A storm of criticism therefore arose, the royal family decided to return to the Netherlands immediately (“We see people’s reactions to reports in the media. And they are fierce, and they affect us.”) And Rutte will have to account for this in Parliament.

While more and more countries and regions abroad are turning ‘orange’ (and holiday travel is not recommended), we are still allowed to go on holiday anywhere in the Netherlands. It is allowed to go to a campsite, holiday home or hotel in the Netherlands. The same basic rules apply to these holiday addresses as in your own place of residence: keep 1.5 meters away, wash your hands and avoid crowds. There are no additional restrictions for regions where the number of corona infections is (much) higher than in other areas. H.The government does recommend that you limit the number of outings at your holiday destination. On the website of the national government it literally says: ‘Travel as little as possible. Stay at your holiday address as much as possible. Limit the number of outings and avoid crowds. ‘

Isn’t that advice a bit double: you can travel domestically, but travel as little as possible?
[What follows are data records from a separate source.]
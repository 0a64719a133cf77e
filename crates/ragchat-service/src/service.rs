use std::collections::HashMap;
use std::path::{Path, PathBuf};
use std::sync::{Arc, Mutex};

use ragchat_core::config::{AppConfig, Config};
use ragchat_core::locale::Locale;
use ragchat_core::text::context_block;
use ragchat_core::traits::ChatResponder;
use ragchat_core::types::{ChatMessage, ContextItem, ContextPassage, RagChatResponse};
use ragchat_core::{Error, Result};
use ragchat_docs::storage::INDEX_FILE;
use ragchat_docs::DomainResolver;
use ragchat_index::IndexCache;
use ragchat_responder::{build_responder, LocalExtractiveResponder, Responder, ResponderKind};
use tracing::{debug, info, warn};

use crate::context::build_entry;

/// Answers questions from the knowledge-base index.
pub struct RagChatService {
    config: AppConfig,
    domains: DomainResolver,
    cache: Option<Arc<IndexCache>>,
    responder: Option<Arc<dyn ChatResponder>>,
    /// Built responders per configured tenant (`None` for the defaults) and locale.
    responders: Mutex<HashMap<(Option<String>, Locale), Arc<Responder>>>,
}

impl RagChatService {
    pub fn new(config: AppConfig) -> Self {
        let domains = DomainResolver::from_config(&config.domains);
        Self { config, domains, cache: None, responder: None, responders: Mutex::default() }
    }

    pub fn from_config(config: &Config) -> Result<Self> {
        Ok(Self::new(config.app()?))
    }

    /// Uses a private index cache instead of the process-wide one.
    pub fn with_cache(mut self, cache: Arc<IndexCache>) -> Self {
        self.cache = Some(cache);
        self
    }

    /// Answers with `responder` regardless of the chat settings.
    pub fn with_responder(mut self, responder: Arc<dyn ChatResponder>) -> Self {
        self.responder = Some(responder);
        self
    }

    pub fn config(&self) -> &AppConfig { &self.config }

    fn cache(&self) -> &IndexCache {
        match &self.cache {
            Some(cache) => cache,
            None => IndexCache::global(),
        }
    }

    /// Answers from the global index.
    pub fn answer(&self, question: &str, locale: Locale) -> Result<RagChatResponse> {
        self.answer_for_domain(question, locale, None)
    }

    /// Answers from the tenant's own index when `domain` is given.
    ///
    /// The slug and its first label are tried in turn; the first index with
    /// hits wins and its items are tagged with `metadata.domain`. A tenant
    /// without hits gets the empty-context answer rather than global results.
    pub fn answer_for_domain(
        &self,
        question: &str,
        locale: Locale,
        domain: Option<&str>,
    ) -> Result<RagChatResponse> {
        let question = question.trim();
        if question.is_empty() {
            return Err(Error::validation("Question must not be empty."));
        }

        let (slug, items, passages) = match domain.map(str::trim).filter(|d| !d.is_empty()) {
            Some(domain) => {
                let slug = self.domains.canonicalize(domain)?;
                let (items, passages) = self.search_domain(question, locale, &slug);
                (Some(slug), items, passages)
            }
            None => {
                let (items, passages) = self.search_index(&self.config.paths.index_path(), question, locale, None)?;
                (None, items, passages)
            }
        };
        debug!(hits = passages.len(), tenant = ?slug, "retrieved context");

        let messages = self.messages(question, locale, &passages);
        let answer = self.respond(slug.as_deref(), locale, &messages, &passages)?;
        Ok(RagChatResponse { question: question.to_string(), answer, context: items })
    }

    fn search_domain(&self, question: &str, locale: Locale, slug: &str) -> (Vec<ContextItem>, Vec<ContextPassage>) {
        let mut candidates = vec![slug.to_string()];
        if let Some((label, _)) = slug.split_once('.') {
            candidates.push(label.to_string());
        }
        for candidate in candidates {
            let path = self.domain_index_path(&candidate);
            if !path.is_file() {
                continue;
            }
            match self.search_index(&path, question, locale, Some(&candidate)) {
                Ok((items, passages)) if !passages.is_empty() => return (items, passages),
                Ok(_) => {}
                Err(e) => warn!(path = %path.display(), error = %e, "skipping unreadable domain index"),
            }
        }
        (Vec::new(), Vec::new())
    }

    fn domain_index_path(&self, candidate: &str) -> PathBuf {
        self.config.paths.index_base().join(candidate).join(INDEX_FILE)
    }

    fn search_index(
        &self,
        path: &Path,
        question: &str,
        locale: Locale,
        origin: Option<&str>,
    ) -> Result<(Vec<ContextItem>, Vec<ContextPassage>)> {
        let index = self.cache().get(path)?;
        let retrieval = &self.config.retrieval;
        Ok(index
            .search_with(question, retrieval.top_k, retrieval.min_score)
            .iter()
            .enumerate()
            .map(|(i, hit)| build_entry(hit, i, locale, origin, retrieval.snippet_chars))
            .unzip())
    }

    fn messages(&self, question: &str, locale: Locale, passages: &[ContextPassage]) -> Vec<ChatMessage> {
        let mut messages = vec![ChatMessage::system(locale.system_prompt())];
        if !passages.is_empty() {
            messages.push(ChatMessage::grounding(context_block(
                locale,
                passages,
                self.config.retrieval.snippet_chars,
            )));
        }
        messages.push(ChatMessage::user(question));
        messages
    }

    /// Responder for the tenant's merged settings, built once per tenant and locale.
    fn responder_for(&self, tenant: Option<&str>, locale: Locale) -> Result<Arc<Responder>> {
        let tenant = tenant.filter(|t| self.config.tenants.contains_key(*t)).map(str::to_string);
        let key = (tenant, locale);
        let mut responders = self.responders.lock().unwrap_or_else(|e| e.into_inner());
        if let Some(responder) = responders.get(&key) {
            return Ok(Arc::clone(responder));
        }
        let responder = Arc::new(build_responder(&self.config.chat_for(key.0.as_deref()), locale)?);
        responders.insert(key, Arc::clone(&responder));
        Ok(responder)
    }

    fn respond(
        &self,
        tenant: Option<&str>,
        locale: Locale,
        messages: &[ChatMessage],
        passages: &[ContextPassage],
    ) -> Result<String> {
        let settings = self.config.chat_for(tenant);
        let fallback = settings.fallback_to_local.unwrap_or(false);
        let local = LocalExtractiveResponder::new(locale).with_snippet_chars(self.config.retrieval.snippet_chars);

        let result = match &self.responder {
            Some(responder) => responder.respond(messages, passages),
            None => {
                let responder = self.responder_for(tenant, locale)?;
                if responder.kind() == ResponderKind::Local {
                    return local.respond(messages, passages);
                }
                responder.respond(messages, passages)
            }
        };

        match result {
            Err(Error::Provider(reason)) if fallback => {
                warn!(%reason, "chat provider failed, answering locally");
                local.respond(messages, passages)
            }
            Err(e) => {
                warn!(error = %e, "chat provider failed");
                Err(e)
            }
            Ok(answer) => {
                info!(chars = answer.len(), "answered question");
                Ok(answer)
            }
        }
    }
}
That is correct and that is also recognized by the national government. “It is a balance that we are looking for between locking up the country and still offering people some perspective that they can still get out,” said a spokesman for the national core team crisis communication covid-19. In the fight against the virus, a travel ban, also in your own country, is of course a powerful weapon. But the cabinet does not want to go that far. Not only economic considerations play a role in this, but also the social and psychological well-being of citizens is taken into account. “You cannot lock people up completely,” said the government spokesman. ‘They also need some space to relax.’

Logical

‘We think it is very logical that we can remain open,’ says Kees Klesman, director of the Club van Elf, the interest group for the 23 largest daytime attractions in the Netherlands (Van Rijksmuseum to GaiaZoo). According to him, those companies only allow thirty percent of the visitor capacity and are doing everything they can to realize the distance rules. ‘No major contamination has occurred in a museum or amusement park since June.’ According to Klesman, day recreation is important for our well-being. ‘As long as everyone comes with their own transport, it is super safe.’
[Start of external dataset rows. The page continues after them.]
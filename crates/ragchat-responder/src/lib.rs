//! Answer generators for the RAG chat.
//!
//! Three interchangeable backends sit behind [`ragchat_core::traits::ChatResponder`]:
//! a deterministic local summary, a generic JSON endpoint and an
//! OpenAI-compatible chat-completions endpoint. [`build_responder`] picks one
//! from the merged chat settings.

pub mod content;
pub mod factory;
pub mod http;
pub mod local;
pub mod openai;
mod transport;

pub use factory::{build_responder, select_kind, Responder, ResponderKind};
pub use http::HttpChatResponder;
pub use local::LocalExtractiveResponder;
pub use openai::{OpenAiChatResponder, OpenAiOptions};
‘We are asked to monitor ourselves’, says behavioral scientist Frenk van Harreveld (University of Amsterdam). ‘We understand that not everyone can go to an amusement park, but do you want to be the one who stays at home? According to the professor, every person constantly weighs short-term needs and desires against long-term goals that are more abstract. “Like fighting a virus you can’t see.” The annoying thing is, says Van Harreveld, that short-term desires usually win.

The government’s message may be ambiguous, says the behavioral scientist, but he does not think that is a disaster. ‘The cabinet now puts much less responsibility on citizens than before. For example, closing the catering industry is a big step. ‘ Closing all attractions can, according to Van Harreveld, turn the balance in the wrong direction and lead to more social and mental problems. During the first wave, many people already suffered from loneliness, stress and depression. And now we are in autumn with a long, dark winter ahead. So that can only get worse. ‘

The cabinet does not prohibit foreign travel. On the world map of Foreign Affairs, which indicates risks, the colors red (not recommended) and orange (only necessary trips) dominate. Some European regions are yellow, including mainland Greece where King Willem-Alexander has his holiday home.